Samuel Hahnemann (born April 10, 1755, Meissen, Saxony [now in Germany]—died July 2, 1843, Paris, France) was a German physician, founder of the system of therapeutics known as homeopathy.
Hahnemann studied medicine at Leipzig and Vienna, taking the degree of M.D. at Erlangen in 1779. After practicing in various places, he settled in Dresden in 1784 and then moved to Leipzig in 1789. In the following year, while translating William Cullen’s Lectures on the Materia medica into German, he was struck by the fact that the symptoms produced by quinine on the healthy body were similar to those of the disordered states that quinine was used to cure. This observation led him to assert the theory that “likes are cured by likes,” similia similibus curantur; i.e., diseases are cured (or should be treated) by those drugs that produce in healthy persons symptoms similar to the diseases.
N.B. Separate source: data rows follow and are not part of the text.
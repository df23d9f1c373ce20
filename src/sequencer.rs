//! Tiered release sequencer
//!
//! This module provides:
//! - Preflight checks over every managed repository
//! - The release workflow: preflight → tier release → dependency sync → gate
//! - Dry-run mode, which forwards `--dry-run` to release scripts and only
//!   previews dependency updates

use crate::applier::{ChangeApplier, SyncResult};
use crate::config::Workspace;
use crate::console::Console;
use crate::error::SequencerError;
use crate::oracle::VersionOracle;
use crate::registry::{RepoRegistry, Tier};
use crate::tools::Toolbox;
use crate::update::UpdatePlanner;

/// Outcome of the preflight checks
#[derive(Debug, Clone, Default, PartialEq, Eq)]
pub struct PreflightReport {
    missing: Vec<String>,
    dirty: Vec<String>,
    failing: Vec<String>,
}

impl PreflightReport {
    pub fn passed(&self) -> bool {
        self.missing.is_empty() && self.dirty.is_empty() && self.failing.is_empty()
    }

    /// Repositories without a working copy or manifest
    pub fn missing(&self) -> &[String] {
        &self.missing
    }

    /// Repositories with uncommitted changes
    pub fn dirty(&self) -> &[String] {
        &self.dirty
    }

    /// Repositories whose tests fail
    pub fn failing(&self) -> &[String] {
        &self.failing
    }

    pub fn into_error(self) -> SequencerError {
        SequencerError::PreflightFailed {
            missing: self.missing,
            dirty: self.dirty,
            failing: self.failing,
        }
    }
}

/// Checks every repository before anything is released.
///
/// Clean and test checks only run for repositories that exist. Every
/// repository is checked even after a failure.
pub fn run_preflight(
    registry: &RepoRegistry,
    workspace: &Workspace,
    tools: &Toolbox<'_>,
    console: &Console,
) -> PreflightReport {
    let mut report = PreflightReport::default();

    for repo in registry.all_repositories() {
        let dir = workspace.repo_dir(&repo.name);
        if !dir.is_dir() || !workspace.manifest_path(&repo.name).is_file() {
            console.error(&format!("{}: not found at {}", repo.name, dir.display()));
            report.missing.push(repo.name.clone());
            continue;
        }

        match tools.vcs.is_clean(&dir) {
            Ok(true) => {}
            Ok(false) => {
                console.error(&format!("{}: uncommitted changes", repo.name));
                report.dirty.push(repo.name.clone());
            }
            Err(e) => {
                console.error(&format!("{}: {}", repo.name, e));
                report.dirty.push(repo.name.clone());
            }
        }

        console.detail(&format!("{}: go test ./...", repo.name));
        match tools.go.test(&dir) {
            Ok(()) => console.success(&format!("{}: ready", repo.name)),
            Err(e) => {
                console.error(&format!("{}: tests failed", repo.name));
                console.detail(&e.message);
                report.failing.push(repo.name.clone());
            }
        }
    }

    report
}

/// What happened in one tier
#[derive(Debug, Clone, PartialEq, Eq)]
pub struct TierReport {
    pub index: usize,
    /// Repositories whose release procedure ran
    pub released: Vec<String>,
    /// Repositories without a release script
    pub skipped: Vec<String>,
    /// Dependency sync outcomes after the tier's releases
    pub synced: Vec<SyncResult>,
}

/// State of a release run
#[derive(Debug, Clone, Default, PartialEq, Eq)]
pub struct ReleaseReport {
    pub tiers: Vec<TierReport>,
    /// False when the operator stopped the run
    pub completed: bool,
}

/// Drives a release of every tier in dependency order
pub struct ReleaseSequencer<'a> {
    registry: &'a RepoRegistry,
    oracle: &'a VersionOracle,
    tools: Toolbox<'a>,
    console: Console,
    dry_run: bool,
}

impl<'a> ReleaseSequencer<'a> {
    pub fn new(
        registry: &'a RepoRegistry,
        oracle: &'a VersionOracle,
        tools: Toolbox<'a>,
        console: Console,
    ) -> Self {
        Self {
            registry,
            oracle,
            tools,
            console,
            dry_run: false,
        }
    }

    pub fn with_dry_run(mut self, dry_run: bool) -> Self {
        self.dry_run = dry_run;
        self
    }

    /// Runs the full sequence.
    ///
    /// A declined confirmation ends the run with `completed: false`; a failed
    /// preflight or release is an error.
    pub async fn run(&self) -> Result<ReleaseReport, SequencerError> {
        let tiers = self.registry.tiers()?;
        let workspace = self.oracle.workspace();
        let mut report = ReleaseReport::default();

        self.console.step("Preflight");
        let preflight = run_preflight(self.registry, workspace, &self.tools, &self.console);
        if !preflight.passed() {
            return Err(preflight.into_error());
        }

        self.console.step("Release plan");
        for tier in &tiers {
            self.console
                .info(&format!("  tier {}: {}", tier.index, tier.repositories.join(", ")));
        }
        if !self.dry_run
            && !self
                .tools
                .confirm
                .confirm(&format!("Release {} tiers?", tiers.len()))
        {
            self.console.info("Cancelled");
            return Ok(report);
        }

        for (position, tier) in tiers.iter().enumerate() {
            let tier_report = self.run_tier(tier, workspace).await?;
            report.tiers.push(tier_report);

            let is_last = position + 1 == tiers.len();
            if !self.dry_run && !is_last {
                let prompt = format!(
                    "Tier {} done. Merge its dependency pull requests, then continue to tier {}?",
                    tier.index,
                    tier.index + 1
                );
                if !self.tools.confirm.confirm(&prompt) {
                    self.console
                        .warn(&format!("Stopped after tier {}", tier.index));
                    return Ok(report);
                }
            }
        }

        report.completed = true;
        self.console.success("All tiers released");
        Ok(report)
    }

    async fn run_tier(
        &self,
        tier: &Tier,
        workspace: &Workspace,
    ) -> Result<TierReport, SequencerError> {
        self.console.step(&format!(
            "Tier {}: {}",
            tier.index,
            tier.repositories.join(", ")
        ));

        let mut released = Vec::new();
        let mut skipped = Vec::new();
        for name in &tier.repositories {
            let script = workspace.release_script_path(name);
            if !script.is_file() {
                self.console.warn(&format!(
                    "{}: no release script at {}, skipping",
                    name,
                    script.display()
                ));
                skipped.push(name.clone());
                continue;
            }

            self.console.info(&format!("Releasing {}", name));
            self.tools
                .release
                .release(&workspace.repo_dir(name), &script, self.dry_run)
                .map_err(|e| SequencerError::ReleaseFailed {
                    repository: name.clone(),
                    message: e.to_string(),
                })?;
            self.console.success(&format!("{} released", name));
            released.push(name.clone());
        }

        self.console.step("Dependency sync");
        let report = UpdatePlanner::new(self.registry, self.oracle)
            .with_progress(self.console.show_progress())
            .plan()
            .await;
        for skip in &report.skipped {
            self.console.detail(&format!(
                "{} → {}: {}",
                skip.consumer, skip.dependency, skip.reason
            ));
        }

        let synced = if report.plan.is_empty() {
            self.console.info("All dependencies up to date");
            Vec::new()
        } else {
            ChangeApplier::new(self.tools, workspace, self.console, self.dry_run)
                .apply_plan(&report.plan)
        };

        Ok(TierReport {
            index: tier.index,
            released,
            skipped,
            synced,
        })
    }
}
He promulgated his principle in a paper published in 1796; and, four years later, convinced that drugs in small doses effectively exerted their curative powers, he advanced his doctrine of their “potentization of dynamization.” His chief work, Organon der rationellen Heilkunst (1810; “Organon of Rational Medicine”), contains an exposition of his system, which he called Homöopathie, or homeopathy. His Reine Arzneimittellehre, 6 vol. (1811; “Pure Pharmacology”), detailed the symptoms produced by “proving” a large number of drugs—i.e., by systematically administering them to healthy subjects.
In 1821 the hostility of apothecaries forced him to leave Leipzig, and at the invitation of the grand duke of Anhalt-Köthen he went to live at Köthen. Fourteen years later he moved to Paris, where he practiced medicine with great popularity until his death.